→ What needs to be done
Every line below that has "StepOutcome" in it should be copied.

- - -

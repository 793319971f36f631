//! Unit tests for seat-agent.

#[cfg(test)]
mod helpers {
    use seat_core::{AgentId, BlockId, Cell, CellSet, CellType, SimConfig, SimRng};
    use seat_layout::{Layout, build_grid};
    use seat_path::Path;
    use seat_select::SeatPrefs;

    use crate::{Agent, AgentState, SpawnContext};

    pub fn venue() -> Layout {
        build_grid(&SimConfig::default()).unwrap()
    }

    pub fn spawn_at(layout: &Layout, assigned: &mut CellSet, prefs: SeatPrefs, rng: &mut SimRng, id: usize) -> Agent {
        let gate = layout.gate_cells().nth(id % layout.gates.len()).unwrap();
        let mut ctx = SpawnContext { layout, assigned, prefs, row_threshold: layout.row_threshold(1.0) };
        Agent::spawn(AgentId::from_index(id), gate, &mut ctx, rng)
    }

    pub fn fill_seats(layout: &mut Layout) {
        let seats: Vec<Cell> = layout
            .grid
            .iter()
            .filter(|&(_, ty)| ty == CellType::Seat)
            .map(|(c, _)| c)
            .collect();
        for seat in seats {
            layout.grid.set(seat, CellType::SeatedAgent).unwrap();
        }
    }

    /// An agent already at the end of its path on `cell`.
    pub fn arrived(cell: Cell, will_stand: bool) -> Agent {
        Agent {
            id: AgentId(0),
            position: cell,
            state: AgentState::Moving,
            will_stand,
            block: BlockId(0),
            corridor_col: 1,
            turn_row: 18,
            target: cell,
            path: Path::empty(),
        }
    }
}

// ── Spawn ─────────────────────────────────────────────────────────────────────

#[cfg(test)]
mod spawn_tests {
    use seat_core::{CellSet, CellType, SimRng};
    use seat_select::SeatPrefs;

    use super::helpers::{fill_seats, spawn_at, venue};
    use crate::AgentState;

    #[test]
    fn seated_spawn_reserves_and_routes_to_its_seat() {
        let layout = venue();
        let mut assigned = CellSet::default();
        let mut rng = SimRng::new(42);
        let agent = spawn_at(&layout, &mut assigned, SeatPrefs::default(), &mut rng, 0);

        assert_eq!(agent.state, AgentState::Spawned);
        assert!(!agent.will_stand);
        assert_eq!(agent.position, layout.gate_cells().next().unwrap());
        assert_eq!(layout.grid.get(agent.target), Some(CellType::Seat));
        assert!(assigned.contains(&agent.target));
        assert_eq!(agent.path.destination(), Some(agent.target));
        assert!(layout.back_rows().contains(&agent.turn_row));
        assert_eq!(layout.grid.get(seat_core::Cell::new(10, agent.corridor_col)), Some(CellType::Corridor));
    }

    #[test]
    fn no_reservation_when_flag_off() {
        let layout = venue();
        let mut assigned = CellSet::default();
        let mut rng = SimRng::new(42);
        let prefs = SeatPrefs { assigned_seats: false, ..SeatPrefs::default() };
        let agent = spawn_at(&layout, &mut assigned, prefs, &mut rng, 1);
        assert!(!agent.will_stand);
        assert!(assigned.is_empty());
    }

    #[test]
    fn path_stays_off_seats_until_the_target_row() {
        let layout = venue();
        let mut assigned = CellSet::default();
        let mut rng = SimRng::new(9);
        for id in 0..40 {
            let agent = spawn_at(&layout, &mut assigned, SeatPrefs::default(), &mut rng, id);
            for cell in agent.path.iter().filter(|c| c.row != agent.target.row) {
                assert_ne!(layout.grid.get(cell), Some(CellType::Seat), "agent {id} crosses seat {cell}");
            }
        }
    }

    #[test]
    fn reserved_targets_are_distinct() {
        let layout = venue();
        let mut assigned = CellSet::default();
        let mut rng = SimRng::new(3);
        let targets: Vec<_> = (0..200)
            .map(|id| spawn_at(&layout, &mut assigned, SeatPrefs::default(), &mut rng, id).target)
            .collect();
        assert_eq!(assigned.len(), 200);
        let unique: std::collections::HashSet<_> = targets.iter().collect();
        assert_eq!(unique.len(), 200);
    }

    #[test]
    fn full_venue_makes_will_stand_agents() {
        let mut layout = venue();
        fill_seats(&mut layout);
        let mut assigned = CellSet::default();
        let mut rng = SimRng::new(5);
        let agent = spawn_at(&layout, &mut assigned, SeatPrefs::default(), &mut rng, 2);

        assert!(agent.will_stand);
        assert_eq!(agent.corridor_col, layout.corridor_width);
        assert_eq!(agent.turn_row, layout.rows() - 2);
        assert!(agent.target.row >= layout.rows() - 4 && agent.target.row <= layout.rows() - 2);
        assert!(!matches!(
            layout.grid.get(agent.target),
            Some(CellType::Seat | CellType::Gate | CellType::SeatedAgent)
        ));
        assert!(assigned.is_empty());
    }
}

// ── Step ──────────────────────────────────────────────────────────────────────

#[cfg(test)]
mod step_tests {
    use seat_core::{Cell, CellSet, CellType, SimRng};
    use seat_select::SeatPrefs;

    use super::helpers::{arrived, fill_seats, spawn_at, venue};
    use crate::{AgentState, StepOutcome};

    #[test]
    fn walks_then_settles_seated() {
        let mut layout = venue();
        let mut assigned = CellSet::default();
        let mut rng = SimRng::new(42);
        let mut agent = spawn_at(&layout, &mut assigned, SeatPrefs::default(), &mut rng, 3);
        let steps = agent.path.len();

        for _ in 0..steps {
            assert!(matches!(agent.step(&mut layout.grid, &mut rng).unwrap(), StepOutcome::Moved(_)));
            assert_eq!(agent.state, AgentState::Moving);
        }
        assert_eq!(agent.position, agent.target);
        assert_eq!(
            agent.step(&mut layout.grid, &mut rng).unwrap(),
            StepOutcome::Settled(AgentState::Seated)
        );
        assert_eq!(layout.grid.get(agent.target), Some(CellType::SeatedAgent));
        assert_eq!(agent.step(&mut layout.grid, &mut rng).unwrap(), StepOutcome::Idle);
    }

    #[test]
    fn moving_does_not_touch_the_grid() {
        let mut layout = venue();
        let before = layout.grid.clone();
        let mut assigned = CellSet::default();
        let mut rng = SimRng::new(1);
        let mut agent = spawn_at(&layout, &mut assigned, SeatPrefs::default(), &mut rng, 0);
        agent.step(&mut layout.grid, &mut rng).unwrap();
        agent.step(&mut layout.grid, &mut rng).unwrap();
        assert_eq!(layout.grid, before);
    }

    #[test]
    fn will_stand_agent_settles_standing() {
        let mut layout = venue();
        fill_seats(&mut layout);
        let mut assigned = CellSet::default();
        let mut rng = SimRng::new(5);
        let mut agent = spawn_at(&layout, &mut assigned, SeatPrefs::default(), &mut rng, 4);
        while !agent.is_terminal() {
            agent.step(&mut layout.grid, &mut rng).unwrap();
        }
        assert_eq!(agent.state, AgentState::Standing);
        assert_eq!(agent.position, agent.target);
        assert_eq!(layout.grid.get(agent.target), Some(CellType::Standing));
    }

    #[test]
    fn off_seat_arrival_stands_in_place() {
        let mut layout = venue();
        let mut rng = SimRng::new(0);
        let mut agent = arrived(Cell::new(12, 0), false);
        assert_eq!(
            agent.step(&mut layout.grid, &mut rng).unwrap(),
            StepOutcome::Settled(AgentState::Standing)
        );
        assert_eq!(layout.grid.get(Cell::new(12, 0)), Some(CellType::Standing));
    }

    #[test]
    fn taken_seat_reroutes_to_standing_room() {
        let mut layout = venue();
        let seat = Cell::new(5, 4);
        layout.grid.set(seat, CellType::SeatedAgent).unwrap();
        let mut rng = SimRng::new(0);
        let mut agent = arrived(seat, false);

        let StepOutcome::Rerouted(target) = agent.step(&mut layout.grid, &mut rng).unwrap() else {
            panic!("expected a re-route");
        };
        assert!(agent.will_stand);
        assert_eq!(agent.target, target);
        assert_eq!(layout.grid.get(target), Some(CellType::Standing));
        assert_ne!(target, seat);

        while !agent.is_terminal() {
            agent.step(&mut layout.grid, &mut rng).unwrap();
        }
        assert_eq!(agent.state, AgentState::Standing);
        assert_eq!(agent.position, target);
        assert_eq!(layout.grid.get(seat), Some(CellType::SeatedAgent));
    }

    #[test]
    fn off_grid_position_is_an_error() {
        let mut layout = venue();
        let mut rng = SimRng::new(0);
        let mut agent = arrived(Cell::new(99, 99), true);
        assert!(agent.step(&mut layout.grid, &mut rng).is_err());
    }
}

// ── Store ─────────────────────────────────────────────────────────────────────

#[cfg(test)]
mod store_tests {
    use seat_core::{AgentId, Cell};

    use super::helpers::arrived;
    use crate::{AgentCounts, AgentState, AgentStore};

    #[test]
    fn counts_by_state() {
        let mut store = AgentStore::new();
        for (i, state) in [AgentState::Spawned, AgentState::Moving, AgentState::Seated, AgentState::Standing, AgentState::Seated]
            .into_iter()
            .enumerate()
        {
            let mut agent = arrived(Cell::new(10, i), false);
            agent.id = store.next_id();
            agent.state = state;
            store.push(agent);
        }
        assert_eq!(store.len(), 5);
        assert_eq!(store.counts(), AgentCounts { seated: 2, standing: 1, moving: 2 });
        assert_eq!(store.counts().total(), store.len());
        assert_eq!(store.active_positions().count(), 2);
        assert!(!store.all_terminal());
        assert_eq!(store.get(AgentId(3)).unwrap().state, AgentState::Standing);
    }

    #[test]
    fn first_mut_is_clamped() {
        let mut store = AgentStore::new();
        let mut agent = arrived(Cell::new(10, 0), false);
        agent.id = store.next_id();
        store.push(agent);
        assert_eq!(store.first_mut(5).len(), 1);
        store.clear();
        assert!(store.is_empty());
        assert!(store.all_terminal());
    }
}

- - -

→ Completed exercise
    use crate::{AgentState, StepOutcome};
            assert!(matches!(agent.step(&mut layout.grid, &mut rng).unwrap(), StepOutcome::Moved(_)));
            StepOutcome::Settled(AgentState::Seated)
        assert_eq!(agent.step(&mut layout.grid, &mut rng).unwrap(), StepOutcome::Idle);
            StepOutcome::Settled(AgentState::Standing)
        let StepOutcome::Rerouted(target) = agent.step(&mut layout.grid, &mut rng).unwrap() else {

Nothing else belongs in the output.